I misspoke -- I was referring to a full-table scan, not a for-wraparound
vacuum.  A full table scan is triggered when the table reaches the
freeze_table_age.

> > Normally, vacuum doesn't break much sweat about this: if it cannot
> > acquire the cleanup lock, it ignores the page, keeps calm and carries
> > on.  But if it's a for-wraparound vacuuming, it will need to wait until
> > it is able to acquire cleanup lock.
>
> Can I force it to tell me if it does the for-wraparound cleanup or normal?

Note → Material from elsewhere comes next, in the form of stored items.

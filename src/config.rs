//! Configuration system
//!
//! - `macros`: `config_struct!` for structs with embedded defaults
//! - `schemas`: every configuration section
//! - `utils`: loading, reloading and global access

pub mod macros;
pub mod schemas;
pub mod utils;

pub use schemas::{
    Config, ExchangeConfig, LedgerConfig, RecoveryConfig, RegistryConfig, SnapshotConfig,
};
pub use utils::{
    get_config_clone, load_config, load_config_from_path, reload_config, save_config,
    with_config, CONFIG,
};
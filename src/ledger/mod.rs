// Trade ledger - durable sessions, trades and identifier mappings
pub mod db;
pub mod mappings;
pub mod schema;
pub mod sessions;

pub use db::{LedgerStats, TradeLedger};
pub use schema::LEDGER_SCHEMA_VERSION;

Don't think so, unless you're open to patching the source.

> > See
> > http://www.postgresql.org/docs/9.2/static/runtime-config-client.html#GUC-VACUUM-FREEZE-TABLE-AGE
>
> I tried to read through that, but that is a GUC not a storage level
> parameter. So I (hopefully correct) figured out that the storage level
> parameter that need to be set were autovacuum_freeze_min_age and set that
> one to 1.000.000.000 for the table. But apparently it didnt cause any
> changes. It is still waiting for the lock. Is a database restart required
> after setting storage parameters, or will autovacuum pick up the new one
> when it starts over with the table.

It is autovacuum_freeze_table_age.  You don't need to restart;
autovacuum picks up new values from storage parameters immediately.
(Workers that are already running will ignore changes for the table they
are vacuuming at that moment.)

> > The other idea is that heap truncation is what's causing the problem,
> > but AFAICS that uses conditional lock acquisition so you shouldn't be
> > seeing stalls in semop().
>
> That should only be once per vacuuming .. right? That doesn't fit the
> pattern either.

There's a retry loop in there (see src/backend/commands/vacuumlazy.c):

/*
 * Timing parameters for truncate locking heuristics.
 *
 * These were not exposed as user tunable GUC values because it didn't seem
 * that the potential for improvement was great enough to merit the cost of
 * supporting them.
 */
#define VACUUM_TRUNCATE_LOCK_CHECK_INTERVAL     20  /* ms */
#define VACUUM_TRUNCATE_LOCK_WAIT_INTERVAL      50  /* ms */
#define VACUUM_TRUNCATE_LOCK_TIMEOUT            5000        /* ms */

...

while (true)
{
    if (ConditionalLockAcquire( ... ))
        break;

    if (++lock_retry > (VACUUM_TRUNCATE_LOCK_TIMEOUT /
                VACUUM_TRUNCATE_LOCK_WAIT_INTERVAL))
    {
        /* give up */
        return;
    }

    pg_usleep(VACUUM_TRUNCATE_LOCK_WAIT_INTERVAL);
}


Note the sleeps are always of the same duration.